◆ TASK: Scan the entries below. Return every line that includes "ordered".

◆ DATA PROVIDED:
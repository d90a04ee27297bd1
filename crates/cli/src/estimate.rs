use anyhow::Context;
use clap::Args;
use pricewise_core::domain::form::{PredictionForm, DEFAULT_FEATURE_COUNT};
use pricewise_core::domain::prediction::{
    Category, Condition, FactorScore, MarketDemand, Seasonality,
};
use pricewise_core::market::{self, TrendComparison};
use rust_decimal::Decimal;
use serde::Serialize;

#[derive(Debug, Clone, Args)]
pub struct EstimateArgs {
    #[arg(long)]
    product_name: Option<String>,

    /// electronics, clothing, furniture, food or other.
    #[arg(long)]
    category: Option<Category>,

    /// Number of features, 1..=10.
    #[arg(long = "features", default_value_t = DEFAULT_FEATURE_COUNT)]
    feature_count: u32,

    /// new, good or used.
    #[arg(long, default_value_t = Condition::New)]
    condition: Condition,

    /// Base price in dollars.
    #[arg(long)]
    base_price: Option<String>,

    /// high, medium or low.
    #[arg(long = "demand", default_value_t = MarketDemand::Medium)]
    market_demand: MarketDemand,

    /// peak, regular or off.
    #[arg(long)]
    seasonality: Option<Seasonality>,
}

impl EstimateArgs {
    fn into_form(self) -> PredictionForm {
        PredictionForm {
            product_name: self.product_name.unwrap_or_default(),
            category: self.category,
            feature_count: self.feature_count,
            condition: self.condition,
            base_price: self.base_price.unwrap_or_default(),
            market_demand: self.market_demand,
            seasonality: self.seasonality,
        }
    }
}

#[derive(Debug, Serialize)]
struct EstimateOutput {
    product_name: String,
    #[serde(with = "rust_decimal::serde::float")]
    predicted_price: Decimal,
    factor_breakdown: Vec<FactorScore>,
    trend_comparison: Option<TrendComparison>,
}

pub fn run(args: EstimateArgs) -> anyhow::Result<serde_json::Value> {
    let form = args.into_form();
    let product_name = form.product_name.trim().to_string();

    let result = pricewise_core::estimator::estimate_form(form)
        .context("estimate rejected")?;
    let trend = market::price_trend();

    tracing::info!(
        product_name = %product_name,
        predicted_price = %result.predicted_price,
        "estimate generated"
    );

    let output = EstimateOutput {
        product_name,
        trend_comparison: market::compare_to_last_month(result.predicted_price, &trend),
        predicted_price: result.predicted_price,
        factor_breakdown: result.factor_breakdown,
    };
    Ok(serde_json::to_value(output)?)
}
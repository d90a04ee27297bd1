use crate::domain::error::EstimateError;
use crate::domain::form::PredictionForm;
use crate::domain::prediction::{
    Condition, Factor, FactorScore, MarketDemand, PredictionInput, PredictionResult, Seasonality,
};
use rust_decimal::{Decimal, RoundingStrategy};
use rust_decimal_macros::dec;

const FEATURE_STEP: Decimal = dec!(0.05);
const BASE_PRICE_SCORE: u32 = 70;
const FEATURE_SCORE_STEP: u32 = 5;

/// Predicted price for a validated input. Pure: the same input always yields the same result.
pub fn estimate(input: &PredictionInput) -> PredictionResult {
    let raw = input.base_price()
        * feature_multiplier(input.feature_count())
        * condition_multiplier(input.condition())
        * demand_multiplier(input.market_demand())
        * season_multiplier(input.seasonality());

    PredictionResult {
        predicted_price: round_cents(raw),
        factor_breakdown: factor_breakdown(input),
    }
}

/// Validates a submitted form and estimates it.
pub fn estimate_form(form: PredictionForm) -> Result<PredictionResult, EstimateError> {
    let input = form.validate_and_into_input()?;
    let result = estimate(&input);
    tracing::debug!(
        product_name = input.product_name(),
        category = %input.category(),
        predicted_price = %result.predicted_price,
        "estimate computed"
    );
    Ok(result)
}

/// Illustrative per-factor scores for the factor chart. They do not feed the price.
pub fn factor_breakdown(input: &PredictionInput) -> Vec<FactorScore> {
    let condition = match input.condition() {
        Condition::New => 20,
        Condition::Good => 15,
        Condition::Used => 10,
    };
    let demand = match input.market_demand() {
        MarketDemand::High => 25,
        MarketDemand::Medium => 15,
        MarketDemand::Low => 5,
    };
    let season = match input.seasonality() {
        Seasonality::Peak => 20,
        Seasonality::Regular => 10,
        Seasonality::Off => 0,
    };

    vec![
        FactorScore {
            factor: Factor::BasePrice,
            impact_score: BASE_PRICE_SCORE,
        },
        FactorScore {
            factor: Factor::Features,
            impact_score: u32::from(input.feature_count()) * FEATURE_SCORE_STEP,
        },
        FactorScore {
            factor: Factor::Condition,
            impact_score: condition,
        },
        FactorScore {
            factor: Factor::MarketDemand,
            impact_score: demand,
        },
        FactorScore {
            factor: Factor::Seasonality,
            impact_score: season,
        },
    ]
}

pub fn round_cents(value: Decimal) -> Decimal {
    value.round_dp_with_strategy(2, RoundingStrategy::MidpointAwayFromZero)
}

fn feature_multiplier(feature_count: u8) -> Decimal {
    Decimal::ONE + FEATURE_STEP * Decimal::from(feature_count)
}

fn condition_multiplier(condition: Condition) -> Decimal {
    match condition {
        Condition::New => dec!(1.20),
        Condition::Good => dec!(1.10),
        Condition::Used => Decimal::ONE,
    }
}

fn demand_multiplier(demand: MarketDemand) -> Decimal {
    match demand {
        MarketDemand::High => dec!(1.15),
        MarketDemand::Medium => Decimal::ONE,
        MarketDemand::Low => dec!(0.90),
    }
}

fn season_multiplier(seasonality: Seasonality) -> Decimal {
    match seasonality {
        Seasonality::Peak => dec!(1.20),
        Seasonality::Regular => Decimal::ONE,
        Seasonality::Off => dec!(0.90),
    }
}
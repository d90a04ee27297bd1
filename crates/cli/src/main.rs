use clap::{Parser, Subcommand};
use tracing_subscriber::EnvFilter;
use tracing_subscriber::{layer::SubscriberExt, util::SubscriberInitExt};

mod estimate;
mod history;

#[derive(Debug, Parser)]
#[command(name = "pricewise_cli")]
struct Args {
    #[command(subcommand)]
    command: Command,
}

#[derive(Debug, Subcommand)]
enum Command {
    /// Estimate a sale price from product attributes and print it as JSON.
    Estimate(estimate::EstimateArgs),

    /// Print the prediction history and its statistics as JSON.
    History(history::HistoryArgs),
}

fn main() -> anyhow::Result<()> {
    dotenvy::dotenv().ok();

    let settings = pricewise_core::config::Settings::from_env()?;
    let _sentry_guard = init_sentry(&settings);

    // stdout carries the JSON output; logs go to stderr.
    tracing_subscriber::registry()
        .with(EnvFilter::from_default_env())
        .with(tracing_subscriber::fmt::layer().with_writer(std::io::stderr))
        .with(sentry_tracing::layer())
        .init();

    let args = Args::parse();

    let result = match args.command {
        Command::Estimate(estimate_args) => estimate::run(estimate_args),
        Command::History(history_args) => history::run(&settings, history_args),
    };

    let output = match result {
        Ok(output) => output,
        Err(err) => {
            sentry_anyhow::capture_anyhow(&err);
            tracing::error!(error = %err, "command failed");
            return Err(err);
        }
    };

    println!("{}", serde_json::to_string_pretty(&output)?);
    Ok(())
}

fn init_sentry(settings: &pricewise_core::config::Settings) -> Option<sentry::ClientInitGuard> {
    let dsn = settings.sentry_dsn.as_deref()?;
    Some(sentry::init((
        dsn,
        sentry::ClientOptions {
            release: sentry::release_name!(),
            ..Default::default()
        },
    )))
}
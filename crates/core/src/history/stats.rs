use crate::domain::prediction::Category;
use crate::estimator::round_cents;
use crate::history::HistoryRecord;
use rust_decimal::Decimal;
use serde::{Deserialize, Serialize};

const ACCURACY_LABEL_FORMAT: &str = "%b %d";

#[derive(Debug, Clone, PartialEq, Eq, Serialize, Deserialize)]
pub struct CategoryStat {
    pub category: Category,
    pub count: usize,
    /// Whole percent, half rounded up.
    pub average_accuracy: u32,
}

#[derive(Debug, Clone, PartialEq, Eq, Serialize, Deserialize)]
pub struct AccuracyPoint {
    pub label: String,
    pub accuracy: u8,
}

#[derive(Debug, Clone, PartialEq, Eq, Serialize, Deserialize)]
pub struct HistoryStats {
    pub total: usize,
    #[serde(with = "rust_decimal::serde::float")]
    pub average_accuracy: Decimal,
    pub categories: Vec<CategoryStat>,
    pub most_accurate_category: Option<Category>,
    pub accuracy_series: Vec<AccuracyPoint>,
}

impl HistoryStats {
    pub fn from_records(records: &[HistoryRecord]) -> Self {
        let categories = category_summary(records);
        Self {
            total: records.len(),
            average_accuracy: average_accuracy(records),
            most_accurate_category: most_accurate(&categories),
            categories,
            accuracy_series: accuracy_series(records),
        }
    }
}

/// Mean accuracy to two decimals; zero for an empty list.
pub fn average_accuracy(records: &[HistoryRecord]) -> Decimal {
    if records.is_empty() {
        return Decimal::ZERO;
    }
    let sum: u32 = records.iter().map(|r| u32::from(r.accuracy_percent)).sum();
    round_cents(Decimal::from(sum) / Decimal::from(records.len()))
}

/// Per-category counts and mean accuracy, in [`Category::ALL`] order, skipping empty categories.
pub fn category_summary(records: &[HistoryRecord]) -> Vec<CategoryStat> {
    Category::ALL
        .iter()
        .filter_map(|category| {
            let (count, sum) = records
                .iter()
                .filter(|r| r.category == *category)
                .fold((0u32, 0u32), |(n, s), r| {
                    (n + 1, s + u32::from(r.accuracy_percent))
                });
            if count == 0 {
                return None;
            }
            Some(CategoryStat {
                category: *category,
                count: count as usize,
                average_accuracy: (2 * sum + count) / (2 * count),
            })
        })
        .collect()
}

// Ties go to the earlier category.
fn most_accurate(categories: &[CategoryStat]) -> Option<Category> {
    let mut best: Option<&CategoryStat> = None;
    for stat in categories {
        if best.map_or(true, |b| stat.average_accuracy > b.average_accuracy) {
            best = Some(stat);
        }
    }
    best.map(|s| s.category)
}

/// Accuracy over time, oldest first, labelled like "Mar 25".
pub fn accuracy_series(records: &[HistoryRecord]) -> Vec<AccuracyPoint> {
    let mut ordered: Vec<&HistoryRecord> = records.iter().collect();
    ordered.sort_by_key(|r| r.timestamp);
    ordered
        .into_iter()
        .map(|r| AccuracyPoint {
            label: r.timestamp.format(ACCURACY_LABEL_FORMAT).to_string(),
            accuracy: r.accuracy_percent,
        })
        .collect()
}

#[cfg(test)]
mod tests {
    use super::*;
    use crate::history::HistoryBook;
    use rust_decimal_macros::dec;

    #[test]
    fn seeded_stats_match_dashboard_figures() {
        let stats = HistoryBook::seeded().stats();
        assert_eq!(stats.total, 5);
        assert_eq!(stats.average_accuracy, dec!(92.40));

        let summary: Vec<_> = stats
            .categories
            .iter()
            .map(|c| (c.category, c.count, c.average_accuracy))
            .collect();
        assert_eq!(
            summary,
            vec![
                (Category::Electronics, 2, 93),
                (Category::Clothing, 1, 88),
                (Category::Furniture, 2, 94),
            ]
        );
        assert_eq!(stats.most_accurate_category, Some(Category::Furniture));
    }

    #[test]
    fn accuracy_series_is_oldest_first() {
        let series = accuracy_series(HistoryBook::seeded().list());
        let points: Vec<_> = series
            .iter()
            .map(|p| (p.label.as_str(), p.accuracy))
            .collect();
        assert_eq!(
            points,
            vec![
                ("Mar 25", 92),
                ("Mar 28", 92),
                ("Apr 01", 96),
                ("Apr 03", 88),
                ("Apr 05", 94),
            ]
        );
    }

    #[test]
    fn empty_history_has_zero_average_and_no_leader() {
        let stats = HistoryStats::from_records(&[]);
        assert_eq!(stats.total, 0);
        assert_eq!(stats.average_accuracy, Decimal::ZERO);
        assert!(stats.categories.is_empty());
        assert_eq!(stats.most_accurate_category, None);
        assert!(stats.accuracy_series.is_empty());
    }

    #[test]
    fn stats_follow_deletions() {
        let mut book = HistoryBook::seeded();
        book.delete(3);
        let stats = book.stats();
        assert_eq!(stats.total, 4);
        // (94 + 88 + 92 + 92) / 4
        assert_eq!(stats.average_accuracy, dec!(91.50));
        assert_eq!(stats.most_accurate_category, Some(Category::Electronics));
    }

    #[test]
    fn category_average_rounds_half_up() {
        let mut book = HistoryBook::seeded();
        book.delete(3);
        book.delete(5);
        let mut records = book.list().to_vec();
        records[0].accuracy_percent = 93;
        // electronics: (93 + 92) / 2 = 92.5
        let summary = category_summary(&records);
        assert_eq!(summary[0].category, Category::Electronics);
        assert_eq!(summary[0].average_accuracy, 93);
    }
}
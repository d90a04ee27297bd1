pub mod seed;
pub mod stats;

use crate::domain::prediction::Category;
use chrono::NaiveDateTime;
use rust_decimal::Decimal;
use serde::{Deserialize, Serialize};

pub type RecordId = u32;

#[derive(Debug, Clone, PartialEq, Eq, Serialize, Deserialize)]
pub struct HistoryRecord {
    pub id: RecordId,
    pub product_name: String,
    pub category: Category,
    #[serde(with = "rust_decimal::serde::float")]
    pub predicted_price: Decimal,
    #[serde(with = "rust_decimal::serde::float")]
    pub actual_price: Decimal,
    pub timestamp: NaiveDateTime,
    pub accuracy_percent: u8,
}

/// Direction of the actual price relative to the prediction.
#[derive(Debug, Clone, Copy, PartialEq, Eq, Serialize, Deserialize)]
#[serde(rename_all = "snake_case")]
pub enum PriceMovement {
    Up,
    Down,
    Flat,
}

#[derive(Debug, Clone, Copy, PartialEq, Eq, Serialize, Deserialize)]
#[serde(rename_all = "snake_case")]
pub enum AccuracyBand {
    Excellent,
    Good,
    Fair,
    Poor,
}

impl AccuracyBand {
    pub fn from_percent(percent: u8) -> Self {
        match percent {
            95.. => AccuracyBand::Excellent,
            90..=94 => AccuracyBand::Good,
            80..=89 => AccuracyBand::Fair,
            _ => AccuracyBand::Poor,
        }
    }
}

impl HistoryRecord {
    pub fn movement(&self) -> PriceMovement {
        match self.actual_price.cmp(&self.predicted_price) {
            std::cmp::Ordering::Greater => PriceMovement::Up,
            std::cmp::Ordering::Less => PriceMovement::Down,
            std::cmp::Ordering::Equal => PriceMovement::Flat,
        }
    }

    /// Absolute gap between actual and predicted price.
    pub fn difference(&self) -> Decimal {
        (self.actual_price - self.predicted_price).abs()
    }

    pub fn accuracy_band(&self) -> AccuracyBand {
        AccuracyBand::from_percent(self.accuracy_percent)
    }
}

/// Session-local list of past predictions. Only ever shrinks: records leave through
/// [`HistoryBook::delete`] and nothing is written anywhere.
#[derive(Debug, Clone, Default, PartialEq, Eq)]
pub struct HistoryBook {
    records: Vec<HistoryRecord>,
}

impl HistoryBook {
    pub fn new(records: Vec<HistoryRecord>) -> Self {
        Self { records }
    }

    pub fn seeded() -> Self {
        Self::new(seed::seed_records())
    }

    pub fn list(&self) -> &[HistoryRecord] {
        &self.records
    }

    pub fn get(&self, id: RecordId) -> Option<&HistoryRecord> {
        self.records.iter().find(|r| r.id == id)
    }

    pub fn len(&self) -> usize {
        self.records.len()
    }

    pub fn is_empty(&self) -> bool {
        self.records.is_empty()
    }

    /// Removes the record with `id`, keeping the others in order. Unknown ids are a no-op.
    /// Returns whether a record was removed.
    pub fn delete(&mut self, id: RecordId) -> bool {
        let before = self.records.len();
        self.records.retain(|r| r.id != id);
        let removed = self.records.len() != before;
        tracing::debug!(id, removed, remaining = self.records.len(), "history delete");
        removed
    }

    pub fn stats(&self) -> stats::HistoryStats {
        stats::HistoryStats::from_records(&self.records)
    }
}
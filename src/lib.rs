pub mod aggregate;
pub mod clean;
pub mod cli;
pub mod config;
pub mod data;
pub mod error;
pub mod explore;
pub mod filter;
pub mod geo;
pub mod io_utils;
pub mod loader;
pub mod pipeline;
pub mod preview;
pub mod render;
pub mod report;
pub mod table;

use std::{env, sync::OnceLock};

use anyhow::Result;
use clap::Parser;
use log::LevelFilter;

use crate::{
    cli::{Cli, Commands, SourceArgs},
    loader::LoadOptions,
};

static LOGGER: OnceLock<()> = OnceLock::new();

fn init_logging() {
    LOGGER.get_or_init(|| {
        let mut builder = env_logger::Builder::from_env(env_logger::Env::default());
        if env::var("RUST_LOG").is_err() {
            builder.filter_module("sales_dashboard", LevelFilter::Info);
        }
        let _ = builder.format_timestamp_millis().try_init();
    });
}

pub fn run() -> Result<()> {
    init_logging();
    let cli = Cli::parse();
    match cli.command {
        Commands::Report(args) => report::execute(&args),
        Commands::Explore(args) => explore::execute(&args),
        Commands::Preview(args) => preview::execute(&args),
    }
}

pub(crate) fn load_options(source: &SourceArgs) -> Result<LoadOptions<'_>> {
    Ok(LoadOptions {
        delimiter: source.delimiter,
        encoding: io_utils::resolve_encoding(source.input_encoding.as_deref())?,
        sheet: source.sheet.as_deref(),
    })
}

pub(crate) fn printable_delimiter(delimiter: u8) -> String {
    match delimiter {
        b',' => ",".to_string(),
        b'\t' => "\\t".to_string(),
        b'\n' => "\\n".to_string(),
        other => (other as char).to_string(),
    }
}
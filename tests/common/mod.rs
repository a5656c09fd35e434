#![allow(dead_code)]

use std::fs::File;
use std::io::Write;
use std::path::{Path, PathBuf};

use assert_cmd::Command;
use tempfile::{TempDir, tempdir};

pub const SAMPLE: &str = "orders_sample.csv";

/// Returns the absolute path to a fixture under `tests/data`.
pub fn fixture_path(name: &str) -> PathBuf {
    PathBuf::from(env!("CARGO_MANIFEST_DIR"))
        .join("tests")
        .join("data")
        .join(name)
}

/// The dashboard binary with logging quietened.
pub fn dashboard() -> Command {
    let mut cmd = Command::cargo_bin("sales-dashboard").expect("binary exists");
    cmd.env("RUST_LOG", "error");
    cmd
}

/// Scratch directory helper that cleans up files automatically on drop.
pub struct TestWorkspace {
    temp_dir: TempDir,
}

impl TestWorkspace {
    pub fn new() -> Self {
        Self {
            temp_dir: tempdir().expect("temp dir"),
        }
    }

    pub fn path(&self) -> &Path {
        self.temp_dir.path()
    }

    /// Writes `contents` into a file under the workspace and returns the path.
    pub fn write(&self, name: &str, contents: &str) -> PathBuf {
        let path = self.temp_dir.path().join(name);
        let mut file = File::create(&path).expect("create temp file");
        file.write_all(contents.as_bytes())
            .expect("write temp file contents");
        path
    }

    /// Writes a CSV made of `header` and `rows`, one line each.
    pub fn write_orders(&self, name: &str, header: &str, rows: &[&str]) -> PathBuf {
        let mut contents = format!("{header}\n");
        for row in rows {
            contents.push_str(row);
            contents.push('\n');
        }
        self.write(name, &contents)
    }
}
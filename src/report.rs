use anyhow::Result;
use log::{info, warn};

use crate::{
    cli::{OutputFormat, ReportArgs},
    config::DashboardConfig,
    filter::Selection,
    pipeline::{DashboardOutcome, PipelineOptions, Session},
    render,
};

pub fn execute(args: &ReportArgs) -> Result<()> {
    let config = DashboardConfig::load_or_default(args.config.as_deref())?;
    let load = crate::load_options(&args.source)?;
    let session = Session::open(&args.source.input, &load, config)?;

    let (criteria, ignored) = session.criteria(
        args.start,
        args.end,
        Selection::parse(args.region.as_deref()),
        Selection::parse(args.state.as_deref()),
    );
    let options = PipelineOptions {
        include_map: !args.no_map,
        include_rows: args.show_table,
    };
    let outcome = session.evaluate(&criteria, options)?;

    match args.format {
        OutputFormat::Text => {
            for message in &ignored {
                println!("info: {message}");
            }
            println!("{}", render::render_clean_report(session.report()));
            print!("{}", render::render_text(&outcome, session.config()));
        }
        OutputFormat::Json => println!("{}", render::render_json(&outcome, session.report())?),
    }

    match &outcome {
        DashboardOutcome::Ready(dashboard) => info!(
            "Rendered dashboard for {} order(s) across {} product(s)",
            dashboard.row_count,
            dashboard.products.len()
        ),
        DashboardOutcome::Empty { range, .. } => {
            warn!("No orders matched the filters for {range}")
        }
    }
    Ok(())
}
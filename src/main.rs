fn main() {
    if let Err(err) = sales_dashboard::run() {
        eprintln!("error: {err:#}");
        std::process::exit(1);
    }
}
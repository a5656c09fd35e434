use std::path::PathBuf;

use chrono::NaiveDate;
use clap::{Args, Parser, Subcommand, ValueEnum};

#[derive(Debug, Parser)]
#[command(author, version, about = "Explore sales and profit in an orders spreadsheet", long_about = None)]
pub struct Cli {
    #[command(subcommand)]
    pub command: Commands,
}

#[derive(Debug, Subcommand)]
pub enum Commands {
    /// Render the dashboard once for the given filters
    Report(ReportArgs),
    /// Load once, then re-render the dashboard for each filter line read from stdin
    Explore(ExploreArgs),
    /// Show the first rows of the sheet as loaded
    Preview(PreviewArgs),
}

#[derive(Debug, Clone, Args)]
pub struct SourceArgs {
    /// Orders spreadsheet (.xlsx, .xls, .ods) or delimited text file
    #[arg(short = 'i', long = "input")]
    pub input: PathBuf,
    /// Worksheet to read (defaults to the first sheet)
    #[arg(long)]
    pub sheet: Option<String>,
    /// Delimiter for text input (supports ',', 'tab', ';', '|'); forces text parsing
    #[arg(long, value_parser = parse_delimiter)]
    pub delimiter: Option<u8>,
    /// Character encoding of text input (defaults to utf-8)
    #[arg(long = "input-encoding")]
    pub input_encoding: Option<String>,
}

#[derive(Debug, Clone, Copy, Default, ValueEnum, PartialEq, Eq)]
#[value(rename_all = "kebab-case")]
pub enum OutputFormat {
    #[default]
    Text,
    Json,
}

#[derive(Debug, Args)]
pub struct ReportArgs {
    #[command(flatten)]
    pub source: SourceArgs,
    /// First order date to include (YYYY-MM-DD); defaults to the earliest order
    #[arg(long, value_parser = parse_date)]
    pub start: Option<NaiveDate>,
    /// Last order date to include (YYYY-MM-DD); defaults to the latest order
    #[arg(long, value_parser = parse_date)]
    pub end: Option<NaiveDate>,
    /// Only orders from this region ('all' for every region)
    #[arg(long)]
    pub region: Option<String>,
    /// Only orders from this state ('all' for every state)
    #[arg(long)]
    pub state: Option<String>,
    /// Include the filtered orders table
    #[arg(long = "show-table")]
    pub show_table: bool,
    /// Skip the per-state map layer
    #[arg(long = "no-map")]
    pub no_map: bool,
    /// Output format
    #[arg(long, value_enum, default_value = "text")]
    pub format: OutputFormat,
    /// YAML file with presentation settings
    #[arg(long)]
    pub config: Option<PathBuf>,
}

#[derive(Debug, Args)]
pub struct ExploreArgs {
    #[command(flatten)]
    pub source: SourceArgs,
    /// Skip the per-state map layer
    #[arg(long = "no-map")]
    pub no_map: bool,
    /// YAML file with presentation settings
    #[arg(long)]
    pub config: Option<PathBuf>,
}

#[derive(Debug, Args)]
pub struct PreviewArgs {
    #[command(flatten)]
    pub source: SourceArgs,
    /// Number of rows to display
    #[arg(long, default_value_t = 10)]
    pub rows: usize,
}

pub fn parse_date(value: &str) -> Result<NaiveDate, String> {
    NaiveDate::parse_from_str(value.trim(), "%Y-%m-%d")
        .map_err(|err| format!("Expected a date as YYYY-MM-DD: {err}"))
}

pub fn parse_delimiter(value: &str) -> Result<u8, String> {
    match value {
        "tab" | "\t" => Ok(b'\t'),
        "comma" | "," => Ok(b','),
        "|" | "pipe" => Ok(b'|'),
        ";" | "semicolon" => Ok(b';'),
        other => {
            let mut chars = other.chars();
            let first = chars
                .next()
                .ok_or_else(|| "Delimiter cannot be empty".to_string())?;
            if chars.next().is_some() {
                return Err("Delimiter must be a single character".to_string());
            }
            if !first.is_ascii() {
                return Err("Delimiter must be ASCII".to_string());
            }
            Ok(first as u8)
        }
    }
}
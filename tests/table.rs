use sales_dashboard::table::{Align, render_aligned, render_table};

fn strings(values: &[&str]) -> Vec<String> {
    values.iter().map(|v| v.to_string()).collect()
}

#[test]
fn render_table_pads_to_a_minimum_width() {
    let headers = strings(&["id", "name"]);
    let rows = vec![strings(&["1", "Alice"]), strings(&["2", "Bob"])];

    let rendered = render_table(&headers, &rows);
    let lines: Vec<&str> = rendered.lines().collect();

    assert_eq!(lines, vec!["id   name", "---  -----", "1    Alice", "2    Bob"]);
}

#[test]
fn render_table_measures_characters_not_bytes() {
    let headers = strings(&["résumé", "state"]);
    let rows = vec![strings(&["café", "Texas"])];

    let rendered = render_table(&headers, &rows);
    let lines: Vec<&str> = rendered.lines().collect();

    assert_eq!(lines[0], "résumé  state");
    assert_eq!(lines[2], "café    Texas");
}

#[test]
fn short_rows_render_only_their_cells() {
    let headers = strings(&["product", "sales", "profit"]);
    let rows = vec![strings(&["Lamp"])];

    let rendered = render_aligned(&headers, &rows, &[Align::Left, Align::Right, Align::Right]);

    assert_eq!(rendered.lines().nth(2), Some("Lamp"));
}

◆ OUTPUT:
    let mut ordered: Vec<&HistoryRecord> = records.iter().collect();
    ordered.sort_by_key(|r| r.timestamp);
    ordered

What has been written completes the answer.